In an effort to reduce the climbing costs of obtaining financial advice and to increase the availability of qualified financial advisers, the federal government is planning to develop legislation over the next year to implement a number of significant recommendations made in the Quality of Advice Review, the final report of which was released in February 2023.  The government has accepted 14 of the review’s 22 total recommendations either in full or in-principle.

The report found that the existing regulatory framework for the provision of financial advice has created a serious impediment to a typical consumer’s ability to access both affordable financial advice and high quality financial advice.  Twenty-two key recommendations are made in the report that, if implemented, could address the affordability and availability of financial advice in Australia.

The current framework surrounding the provision of financial advice has been assembled over a relatively short period of time, often formed as a reaction to bad actors taking advantage of consumers.  The framework does not allow flexibility and often creates barriers for institutions to provide personal financial advice to their customers.  To compound the problem, there are currently only about 16,000 financial advisers in Australia, far too few to provide meaningful and affordable financial advice to millions of potential consumers.  The Quality of Advice Review recommends that the government remedy serious issues regarding affordability and availability of financial advice by allowing financial institutions such as banks, superannuation funds, insurers and wealth managers to provide financial advice to their customers.

Of course, the challenge is structuring an effective framework that allows financial institutions to give advice in a way which is safe and serves the interests of their customers, while mandating that conduct of financial advisers within those institutions is efficient, honest and fair.  By setting high standards for the content and merit of the advice, as opposed to restricting bad actors, the recommendations rely upon Australia’s consumer protection regulations to restrict the conduct of the financial advice providers with respect to the suitability of recommended financial products, conflicted remuneration for investment products, superannuation funds acting in the best interests of their members, and the unsolicited hawking of financial products.

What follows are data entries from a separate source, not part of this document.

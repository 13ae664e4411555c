//! `Rgb` and `Hsv`, the color types shared by the wheel, the catalog and the
//! matcher, plus hex parsing/formatting and color distance.

use std::fmt;

use crate::math;

/// 8-bit sRGB color. Displayed as lowercase `#rrggbb`.
#[derive(Debug, Clone, Copy, PartialEq, Eq, Hash, Default)]
pub struct Rgb {
    pub r: u8,
    pub g: u8,
    pub b: u8,
}

impl Rgb {
    pub const BLACK: Rgb = Rgb::new(0, 0, 0);
    pub const WHITE: Rgb = Rgb::new(255, 255, 255);

    pub const fn new(r: u8, g: u8, b: u8) -> Self {
        Self { r, g, b }
    }

    /// Canonical `#rrggbb` form.
    pub fn to_hex(self) -> String {
        rgb_to_hex(self.r as f64, self.g as f64, self.b as f64)
    }

    /// Convert to HSV (all 0.0–1.0).
    pub fn to_hsv(self) -> Hsv {
        let (h, s, v) = math::rgb_to_hsv(
            self.r as f64 / 255.0,
            self.g as f64 / 255.0,
            self.b as f64 / 255.0,
        );
        Hsv { h, s, v }
    }
}

impl fmt::Display for Rgb {
    fn fmt(&self, f: &mut fmt::Formatter<'_>) -> fmt::Result {
        write!(f, "{}, {}, {}", self.r, self.g, self.b)
    }
}

/// Hue/saturation/value, each 0.0–1.0. Hue 0.0 and 1.0 are the same angle.
#[derive(Debug, Clone, Copy, PartialEq)]
pub struct Hsv {
    pub h: f64,
    pub s: f64,
    pub v: f64,
}

impl Hsv {
    pub const fn new(h: f64, s: f64, v: f64) -> Self {
        Self { h, s, v }
    }

    pub fn to_rgb(self) -> Rgb {
        hsv_to_rgb(self.h, self.s, self.v)
    }
}

impl Default for Hsv {
    /// Pure red at full value, where the tool starts.
    fn default() -> Self {
        Self::new(0.0, 1.0, 1.0)
    }
}

/// Standard 6-sector HSV → RGB. Inputs are expected to be in range already.
///
/// With `s == 0` the result is the achromatic gray `(v, v, v)`.
pub fn hsv_to_rgb(h: f64, s: f64, v: f64) -> Rgb {
    let (r, g, b) = math::hsv_to_rgb(h, s, v);
    Rgb::new(math::to_byte(r), math::to_byte(g), math::to_byte(b))
}

/// Format channels as `#rrggbb`. Each channel is clamped to 0–255 and rounded.
pub fn rgb_to_hex(r: f64, g: f64, b: f64) -> String {
    let byte = |c: f64| c.round().clamp(0.0, 255.0) as u8;
    format!("#{:02x}{:02x}{:02x}", byte(r), byte(g), byte(b))
}

/// Parse exactly six hex digits, with or without a leading `#`.
pub fn hex_to_rgb(hex: &str) -> Option<Rgb> {
    let stripped = hex.strip_prefix('#').unwrap_or(hex);
    if stripped.len() != 6 || !stripped.chars().all(|c| c.is_ascii_hexdigit()) {
        return None;
    }
    let r = u8::from_str_radix(&stripped[0..2], 16).ok()?;
    let g = u8::from_str_radix(&stripped[2..4], 16).ok()?;
    let b = u8::from_str_radix(&stripped[4..6], 16).ok()?;
    Some(Rgb::new(r, g, b))
}

/// Normalize a 3- or 6-digit hex color to lowercase `#rrggbb`.
///
/// Shorthand expands by duplicating each digit (`#abc` → `#aabbcc`).
/// Anything else is not a color and yields `None`.
pub fn normalize_hex(input: &str) -> Option<String> {
    let trimmed = input.trim();
    let stripped = trimmed.strip_prefix('#').unwrap_or(trimmed);
    if !stripped.chars().all(|c| c.is_ascii_hexdigit()) {
        return None;
    }
    match stripped.len() {
        3 => {
            let mut out = String::with_capacity(7);
            out.push('#');
            for c in stripped.chars() {
                let c = c.to_ascii_lowercase();
                out.push(c);
                out.push(c);
            }
            Some(out)
        }
        6 => Some(format!("#{}", stripped.to_ascii_lowercase())),
        _ => None,
    }
}

/// Euclidean distance in RGB space.
///
/// Not perceptually uniform; catalog ordering depends on this exact metric.
pub fn distance(a: Rgb, b: Rgb) -> f64 {
    let dr = a.r as f64 - b.r as f64;
    let dg = a.g as f64 - b.g as f64;
    let db = a.b as f64 - b.b as f64;
    (dr * dr + dg * dg + db * db).sqrt()
}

The government plans to implement its planned changes in a three-phase approach.

Phase 1

In the initial phase, the government aims to remove regulatory red tape that adds to the cost of advice without benefiting consumers to streamline access to financial advice through existing channels.  Generally, the implementation of Phase 1 involves the following accepted recommendations:

  • Eliminating the “safe harbour” checklist that advisers have to follow in order to comply with the Best Interest Duty.
  • Streamlining ongoing fee arrangements and consent requirements into a single ‘consent form’ renewable on an annual basis and removing the requirement to provide a fee disclosure statement.
  • Replacing the requirement to provide a statement of advice with requirements to maintain complete records of advice provided and to provide written advice upon request.
  • Increasing flexibility in meeting financial service guide requirements.
  • Introducing standardised consumer consent requirements to classify a consumer as a wholesale or sophisticated client.
  • Simplifying or removing some exemptions to the ban on conflicted remuneration.
  • Introducing standardised consumer consent requirements for commissions in connection with the issue or sale of life insurance products, general insurance products and consumer credit insurance products.
Phase 2

In the second phase, the government plans to lift constraints which prevent super funds from offering tailored financial advice to assist their members in developing successful retirement income strategies and clarify how super funds may charge for advice.  Generally, the implementation of Phase 2 involves the following accepted recommendations:

  • Amending the restrictions on collective charging to allow superfunds to provide personal retirement advice and information to their members.
  • Introducing legal clarity on the ability of super funds to pay financial adviser service fees from a member’s account.
Phase 3

The third, and perhaps least critical, phase of the government’s plan addresses the role of other institutions such as banks and insurers, in providing financial advice.  The implementation of Phase 2 with respect to super funds is likely to help guide and tailor the model for Phase 3 with respect to banks and insurers.  Generally, the implementation of Phase 3 involves the following accepted recommendations:

  • Broadening the definition of personal advice.
  • Removing the general advice warning.
  • Allowing non-relevant providers to provide personal advice in specified circumstances.
  • Introducing a definition for ‘good advice’ and making providing good advice a duty applicable to the financial adviser.
  • Amending certain aspects of the Design and Distribution Obligations.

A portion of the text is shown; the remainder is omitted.